Recently I’ve come across a recipe from Nigella’s HTBADG for a Coca Cola Cake. Please don’t be frightened and don’t panic because there’s absolutely no reason to! You don’t need much and it’s there for a reason: it makes your chocolate cake so moist and wonderful that you won’t want to look back and do it any other way. I promise! It’s quick and easy to prepare as always and it’s a great bake for this period of the year, when it’s likely to have people visiting at short notice. (I love having people over; if I were still in Malta I think I would set up camp in my kitchen!) Storing this cake in foil in a cool place will keep it beautifully moist and fresh for around three to five days. But you can forget about that because it’ll be gone by two! Enjoy and tell me what you think if you do try it.

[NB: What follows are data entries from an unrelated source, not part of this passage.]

//! # CLI Error Types
//!
//! What the operator sees when something goes wrong.
//!
//! ## Error Handling Strategy
//! ```text
//! ┌─────────────────────────────────────────────────────────────────────────┐
//! │                    Error Flow in the Shell                              │
//! │                                                                         │
//! │  Menu action                                                           │
//! │       │                                                                 │
//! │       ▼                                                                 │
//! │  Pharmacy call ─── CoreError::DrugNotFound("Dipirona") ──┐            │
//! │       │                                                   │            │
//! │       ▼                                                   ▼            │
//! │  Export ─────────── StoreError::ExportIo { .. } ──────► CliError      │
//! │                                                           │            │
//! │                                                           ▼            │
//! │                            "[NOT_FOUND] Drug not found: Dipirona"      │
//! │                            printed, shell re-prompts                   │
//! └─────────────────────────────────────────────────────────────────────────┘
//! ```
//!
//! Every CliError is recoverable inside the shell loop. Only config and
//! stdout failures end the process.

use std::fmt;

use drogaria_core::{CoreError, ValidationError};
use drogaria_store::StoreError;
use thiserror::Error;

/// Error shown to the operator: a code plus a human message.
#[derive(Debug, Clone, Error, PartialEq, Eq)]
#[error("[{code}] {message}")]
pub struct CliError {
    /// Machine-readable error code
    pub code: ErrorCode,

    /// Human-readable error message for display
    pub message: String,
}

/// Error codes for operator-facing failures.
#[derive(Debug, Clone, Copy, PartialEq, Eq)]
pub enum ErrorCode {
    /// Customer, drug or laboratory not registered
    NotFound,

    /// Field failed validation
    ValidationError,

    /// Duplicate business key
    Duplicate,

    /// Birth date not dd/mm/yyyy
    InvalidDate,

    /// Drug category not chemotherapy/herbal
    InvalidCategory,

    /// Menu choice out of range
    InvalidMenuSelection,

    /// Business rule refused the operation
    BusinessLogic,

    /// Export file could not be written
    ExportFailed,
}

impl ErrorCode {
    pub fn as_str(&self) -> &'static str {
        match self {
            ErrorCode::NotFound => "NOT_FOUND",
            ErrorCode::ValidationError => "VALIDATION_ERROR",
            ErrorCode::Duplicate => "DUPLICATE",
            ErrorCode::InvalidDate => "INVALID_DATE",
            ErrorCode::InvalidCategory => "INVALID_CATEGORY",
            ErrorCode::InvalidMenuSelection => "INVALID_MENU_SELECTION",
            ErrorCode::BusinessLogic => "BUSINESS_LOGIC",
            ErrorCode::ExportFailed => "EXPORT_FAILED",
        }
    }
}

impl fmt::Display for ErrorCode {
    fn fmt(&self, f: &mut fmt::Formatter<'_>) -> fmt::Result {
        f.write_str(self.as_str())
    }
}

impl CliError {
    pub fn new(code: ErrorCode, message: impl Into<String>) -> Self {
        CliError {
            code,
            message: message.into(),
        }
    }

    /// Creates an invalid-menu-selection error for `input`.
    pub fn invalid_selection(input: &str) -> Self {
        CliError::new(
            ErrorCode::InvalidMenuSelection,
            format!("Invalid option '{}'", input.trim()),
        )
    }
}

/// Converts core errors to operator errors.
impl From<CoreError> for CliError {
    fn from(err: CoreError) -> Self {
        let code = match &err {
            CoreError::CustomerNotFound(_)
            | CoreError::DrugNotFound(_)
            | CoreError::LaboratoryNotFound(_) => ErrorCode::NotFound,
            CoreError::InvalidCategory(_) => ErrorCode::InvalidCategory,
            CoreError::DateParse { .. } => ErrorCode::InvalidDate,
            CoreError::EmptyCart => ErrorCode::BusinessLogic,
            CoreError::Validation(ValidationError::Duplicate { .. }) => ErrorCode::Duplicate,
            CoreError::Validation(_) => ErrorCode::ValidationError,
        };
        CliError::new(code, err.to_string())
    }
}

impl From<ValidationError> for CliError {
    fn from(err: ValidationError) -> Self {
        CliError::from(CoreError::from(err))
    }
}

/// Converts store errors to operator errors.
impl From<StoreError> for CliError {
    fn from(err: StoreError) -> Self {
        match err {
            StoreError::Core(e) => e.into(),
            StoreError::ExportIo { .. } | StoreError::Csv(_) => {
                tracing::error!(error = %err, "Customer export failed");
                CliError::new(ErrorCode::ExportFailed, err.to_string())
            }
        }
    }
}

/// Result type for shell actions.
pub type CliResult<T> = Result<T, CliError>;

// =============================================================================
// Configuration errors
// =============================================================================

/// Failures loading `drogaria.toml`. These end the process before the
/// shell starts.
#[derive(Debug, Error)]
pub enum ConfigError {
    #[error("Failed to read config file: {0}")]
    Io(#[from] std::io::Error),

    #[error("Failed to parse config file: {0}")]
    Parse(#[from] toml::de::Error),

    #[error("Failed to write config file: {0}")]
    Serialize(#[from] toml::ser::Error),

    #[error("Invalid configuration: {0}")]
    Invalid(String),
}

pub type ConfigResult<T> = Result<T, ConfigError>;

#[cfg(test)]
mod tests {
    use super::*;

    #[test]
    fn test_not_found_mapping() {
        let err: CliError = CoreError::DrugNotFound("Dipirona".into()).into();
        assert_eq!(err.code, ErrorCode::NotFound);
        assert_eq!(err.to_string(), "[NOT_FOUND] Drug not found: Dipirona");
    }

    #[test]
    fn test_duplicate_gets_its_own_code() {
        let err: CliError = ValidationError::duplicate("cpf", "123").into();
        assert_eq!(err.code, ErrorCode::Duplicate);
    }

    #[test]
    fn test_date_and_category_codes() {
        let date: CliError = CoreError::DateParse {
            input: "1990-01-01".into(),
        }
        .into();
        assert_eq!(date.code, ErrorCode::InvalidDate);

        let category: CliError = CoreError::InvalidCategory("genérico".into()).into();
        assert_eq!(category.code, ErrorCode::InvalidCategory);
    }

    #[test]
    fn test_export_failure_mapping() {
        let err: CliError = StoreError::export_io(
            "/x/clientes.csv",
            std::io::Error::new(std::io::ErrorKind::PermissionDenied, "denied"),
        )
        .into();
        assert_eq!(err.code, ErrorCode::ExportFailed);
    }

    #[test]
    fn test_error_code_display() {
        assert_eq!(
            ErrorCode::InvalidMenuSelection.to_string(),
            "INVALID_MENU_SELECTION"
        );
        assert_eq!(
            CliError::invalid_selection(" 9 ").to_string(),
            "[INVALID_MENU_SELECTION] Invalid option '9'"
        );
    }
}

Things you will need for the cake:

  • 23cm Springform round cake tin, lined with kitchen foil, then greased.
  • 200g plain flour
  • 250g caster sugar
  • ½ teaspoon bicarbonate of soda (baking soda)
  • 1 large egg
  • 30g yoghurt mixed w/ 100ml semi-skimmed milk
  • 1 teaspoon vanilla extract
  • 125g unsalted butter, softened
  • 2 tablespoons cocoa powder
  • 175ml Coca Cola (Please – not diet!)

Ingredients for the icing (optional but hey it is Christmas!):

  • 225g icing sugar
  • 2 tablespoons butter
  • 3 x 15ml tablespoons Coca Cola
  • ½ teaspoon vanilla extract
  1. Preheat your oven to 180ºC/350ºF/Gas Mark 4, and place a baking sheet on the middle shelf. In the meantime prepare the cake tin by lining it with kitchen foil and grease it will a some butter so nothing sticks. You can use this foil to store the cake in, away from anyone who might want to eat it all!
  2. Take a large bowl. Put in the flour, sugar, bicarbonate of soda and mix. In a measuring jug beat in the egg, yoghurt, milk and vanilla extract. Grab a saucepan, put it on gentle heat, and melt the softened butter, cocoa powder and Coca Cola. Pour this cola mixture in the dry ingredients, mix well with a wooden spoon or a whisk. Then pour in the ingredients from the measuring jug. Combine everything well and pour the batter into the cake tin.
  3. Place the tin on the baking sheet in the oven and bake for approximately 40 mins till a skewer or a knife comes out clean. Leave the cake to cool for around 20 minutes in its tin, and in the meantime prepare the icing.
  4. In a small saucepan place the butter, Cola, and stir on a gentle heat till the butter has completely melted. In a small bowl, sieve the icing sugar. When the butter has melted, switch the heat off and remove the pan onto your kitchen surface and add the vanilla.   Gradually spoon the icing sugar into the saucepan beating well as you go along. You should end up with a spreadable icing which will still be a bit runny. So don’t worry.

Pour this icing while the cake is still warm. It will melt slightly but it adds to the gooey yummy-ness of this cake.

If you want to turn it up a notch, bake two cakes, spread some of that yummy hazelnut spread in between the two, sandwich them together and ice as usual!